The theme of a pair of lovers, united through a kiss, was one that occupied Klimt throughout his career. Variations on this theme can be found early on in his works. Klimt's Beethoven Frieze (1902), reflecting his increased emphasis on ornamentation and the use of gold leaf, represented an important artistic precursor to his most famous painting. The inspiration for his "Golden Phase", which culminated with The Kiss, was presumably provided by a visit to Ravenna during his travels through Italy in 1903, which introduced him to the world of Byzantine mosaics. But Klimt was also influenced by contemporary painters: the abstract, decorative style of the Dutch Symbolist Jan Theodor must be mentioned here, as well as the Belgian Symbolist painter Fernand Khnopff.

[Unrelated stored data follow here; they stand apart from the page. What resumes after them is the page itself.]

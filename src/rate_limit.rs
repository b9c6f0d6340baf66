//! Client-side enforcement of the server's call quota.
//!
//! Every response may carry `x-ratelimit-remaining` and `x-ratelimit-reset` headers. The
//! [`RateGate`] remembers them between calls on the same client and, once the quota is used
//! up, holds the next call back until the advertised reset time.
//!
//! The reset header is read as a Unix timestamp in **milliseconds**.

use crate::time::Clock;
use crate::{Error, Result};
use http::HeaderMap;
use std::sync::{Arc, Mutex, PoisonError};
use std::time::{Duration, SystemTime, UNIX_EPOCH};

/// Header carrying the number of calls left in the current window.
pub const REMAINING_HEADER: &str = "x-ratelimit-remaining";

/// Header carrying the end of the current window, in epoch milliseconds.
pub const RESET_HEADER: &str = "x-ratelimit-reset";

/// Rate-limit information extracted from one response's headers.
#[derive(Debug, Clone, Copy, Default, PartialEq, Eq)]
pub struct RateLimitInfo {
    /// Calls remaining in the current window.
    pub remaining: Option<i64>,
    /// When the current window resets.
    pub reset_at: Option<SystemTime>,
}

impl RateLimitInfo {
    /// Extracts rate-limit information from response headers.
    ///
    /// Missing or unparsable headers yield `None` fields.
    ///
    /// # Examples
    ///
    /// ```
    /// use postmen::rate_limit::RateLimitInfo;
    /// use http::HeaderMap;
    ///
    /// let mut headers = HeaderMap::new();
    /// headers.insert("x-ratelimit-remaining", "10".parse().unwrap());
    /// headers.insert("x-ratelimit-reset", "1453435538946".parse().unwrap());
    ///
    /// let info = RateLimitInfo::from_headers(&headers);
    /// assert_eq!(info.remaining, Some(10));
    /// assert!(info.reset_at.is_some());
    /// ```
    pub fn from_headers(headers: &HeaderMap) -> Self {
        Self {
            remaining: parse_remaining(headers),
            reset_at: parse_reset(headers),
        }
    }
}

fn header_str<'a>(headers: &'a HeaderMap, name: &str) -> Option<&'a str> {
    headers.get(name)?.to_str().ok().map(str::trim)
}

fn parse_remaining(headers: &HeaderMap) -> Option<i64> {
    header_str(headers, REMAINING_HEADER)?.parse().ok()
}

fn parse_reset(headers: &HeaderMap) -> Option<SystemTime> {
    let millis: u64 = header_str(headers, RESET_HEADER)?.parse().ok()?;
    Some(UNIX_EPOCH + Duration::from_millis(millis))
}

/// Quota state remembered across calls.
#[derive(Debug, Clone, Copy, Default, PartialEq, Eq)]
pub struct RateState {
    /// Calls remaining, or `None` until a response reported it.
    pub calls_remaining: Option<i64>,
    /// Latest reset time reported.
    pub reset_at: Option<SystemTime>,
}

impl RateState {
    /// Folds newly observed information into the state.
    ///
    /// The reset time only moves forward; the remaining count is replaced when reported.
    pub fn observe(&mut self, info: RateLimitInfo) {
        if let Some(reset_at) = info.reset_at {
            self.reset_at = Some(self.reset_at.map_or(reset_at, |current| current.max(reset_at)));
        }
        if let Some(remaining) = info.remaining {
            self.calls_remaining = Some(remaining);
        }
    }

    /// Returns how long to wait before the next call, if the quota is exhausted.
    ///
    /// Unknown quota never blocks.
    pub fn wait_time(&self, now: SystemTime) -> Option<Duration> {
        let remaining = self.calls_remaining?;
        if remaining > 0 {
            return None;
        }
        let delay = self.reset_at?.duration_since(now).ok()?;
        (!delay.is_zero()).then_some(delay)
    }
}

/// Synchronized rate-limit gate owned by a client.
pub struct RateGate {
    state: Mutex<RateState>,
    clock: Arc<dyn Clock>,
}

impl RateGate {
    /// Creates a gate with unknown quota.
    pub fn new(clock: Arc<dyn Clock>) -> Self {
        Self {
            state: Mutex::new(RateState::default()),
            clock,
        }
    }

    /// Decides whether the next call must wait.
    ///
    /// Returns the delay to sleep when the quota is exhausted and `wait` is set. The lock is
    /// released before returning, so callers sleep without holding it.
    ///
    /// # Errors
    ///
    /// Returns [`Error::rate_limited`] when the quota is exhausted and `wait` is not set.
    pub fn check(&self, wait: bool) -> Result<Option<Duration>> {
        let now = self.clock.now();
        let delay = self.lock().wait_time(now);
        match delay {
            Some(_) if !wait => Err(Error::rate_limited()),
            delay => Ok(delay),
        }
    }

    /// Records the rate-limit headers of a response.
    pub fn update(&self, headers: &HeaderMap) {
        let info = RateLimitInfo::from_headers(headers);
        if info == RateLimitInfo::default() {
            return;
        }
        let mut state = self.lock();
        state.observe(info);
        tracing::debug!(
            calls_remaining = ?state.calls_remaining,
            "Rate limit state updated"
        );
    }

    /// Returns a copy of the current state.
    pub fn snapshot(&self) -> RateState {
        *self.lock()
    }

    fn lock(&self) -> std::sync::MutexGuard<'_, RateState> {
        self.state.lock().unwrap_or_else(PoisonError::into_inner)
    }
}

impl std::fmt::Debug for RateGate {
    fn fmt(&self, f: &mut std::fmt::Formatter<'_>) -> std::fmt::Result {
        f.debug_struct("RateGate")
            .field("state", &self.snapshot())
            .finish_non_exhaustive()
    }
}
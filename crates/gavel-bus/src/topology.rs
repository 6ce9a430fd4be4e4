//! Queue naming and routing-key bindings.

use std::collections::HashMap;
use std::fmt;

use gavel_core::bus::RoutingKey;
use gavel_core::event::EventKind;

/// Short name of the authoritative auction service.
pub const AUCTION_SERVICE: &str = "auction";
/// Short name of the derived search service.
pub const SEARCH_SERVICE: &str = "search";

/// Name of a durable queue: `<producer>-<consumer>-<event-kind>`, kebab-case.
#[derive(Debug, Clone, PartialEq, Eq, Hash, PartialOrd, Ord)]
pub struct QueueName(String);

impl QueueName {
    /// Builds a queue name from its three parts.
    #[must_use]
    pub fn new(producer: &str, consumer: &str, kind: &str) -> Self {
        Self(kebab_case(&format!("{producer}-{consumer}-{kind}")))
    }

    /// Queue on which `consumer` receives `kind` events from `producer`.
    #[must_use]
    pub fn for_events(producer: &str, consumer: &str, kind: EventKind) -> Self {
        Self::new(producer, consumer, kind.as_str())
    }

    /// Queue on which `consumer` receives faults raised by `producer` while
    /// handling `kind` events.
    #[must_use]
    pub fn for_faults(producer: &str, consumer: &str, kind: EventKind) -> Self {
        Self::new(
            producer,
            consumer,
            &RoutingKey::fault(kind).to_string(),
        )
    }

    /// Wraps an already-formatted name, e.g. one read back from storage.
    #[must_use]
    pub fn from_raw(name: impl Into<String>) -> Self {
        Self(name.into())
    }

    /// Returns the name.
    #[must_use]
    pub fn as_str(&self) -> &str {
        &self.0
    }
}

impl fmt::Display for QueueName {
    fn fmt(&self, f: &mut fmt::Formatter<'_>) -> fmt::Result {
        f.write_str(&self.0)
    }
}

/// Converts `PascalCase`, `snake_case` or spaced text to kebab-case.
#[must_use]
pub fn kebab_case(input: &str) -> String {
    let mut out = String::with_capacity(input.len() + 4);
    let mut prev_lower_or_digit = false;
    for ch in input.chars() {
        if ch.is_ascii_uppercase() {
            if prev_lower_or_digit {
                out.push('-');
            }
            out.push(ch.to_ascii_lowercase());
            prev_lower_or_digit = false;
        } else if ch.is_ascii_alphanumeric() {
            out.push(ch);
            prev_lower_or_digit = true;
        } else {
            if !out.is_empty() && !out.ends_with('-') {
                out.push('-');
            }
            prev_lower_or_digit = false;
        }
    }
    while out.ends_with('-') {
        out.pop();
    }
    out
}

/// Which queues receive which routing keys.
#[derive(Debug, Clone, Default)]
pub struct Topology {
    bindings: HashMap<RoutingKey, Vec<QueueName>>,
}

impl Topology {
    /// Creates a topology with no bindings.
    #[must_use]
    pub fn new() -> Self {
        Self::default()
    }

    /// Binds `queue` to `key`. Binding the same pair twice is a no-op.
    #[must_use]
    pub fn bind(mut self, key: RoutingKey, queue: QueueName) -> Self {
        let queues = self.bindings.entry(key).or_default();
        if !queues.contains(&queue) {
            queues.push(queue);
        }
        self
    }

    /// Queues bound to `key`.
    #[must_use]
    pub fn queues_for(&self, key: RoutingKey) -> &[QueueName] {
        self.bindings.get(&key).map_or(&[], Vec::as_slice)
    }

    /// The standard wiring: the search service consumes every auction event
    /// kind, the auction service consumes the faults search raises for each.
    #[must_use]
    pub fn auction_search() -> Self {
        EventKind::ALL.into_iter().fold(Self::new(), |topology, kind| {
            topology
                .bind(
                    RoutingKey::event(kind),
                    QueueName::for_events(AUCTION_SERVICE, SEARCH_SERVICE, kind),
                )
                .bind(
                    RoutingKey::fault(kind),
                    QueueName::for_faults(SEARCH_SERVICE, AUCTION_SERVICE, kind),
                )
        })
    }
}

There have been numerous attempts to identify the woman portrayed in The Kiss. Those mentioned have included Klimt's life-long partner Emilie Flöge, but also Adele Bloch-Bauer. The subject's well-proportioned facial features reveal a similarity to many of the women that Klimt portrayed, but ultimately they cannot be unequivocally attributed to a particular person.

In the painting a couple is depicted embracing in a field of flowers. The man is bent over the woman, and she - clinging tightly to him - awaits his kiss. In terms of ornamentation, the male figure is characterized by square and rectangular forms, while in the case of the female soft lines and floral patterns are dominant. A golden halo surrounds the couple, but it ends at the bare feet of the female, whose toes are sharply bent and firmly dug into the flower-covered meadow. At the same time, however, the couple seems to have shaken off this last remnant of earthly weight and has been transported into another infinite, almost sacred sphere, reminiscent indeed of the gold background of Byzantine mosaics.

When Klimt presented the painting to the public for the first time, in 1908, it was acquired - still unfinished - directly from the exhibition by the Austrian Gallery. This painting represents the centrepiece of the world's largest collection of works by Gustav Klimt, located in the Austrian Gallery in Vienna's Upper Belvedere Palace.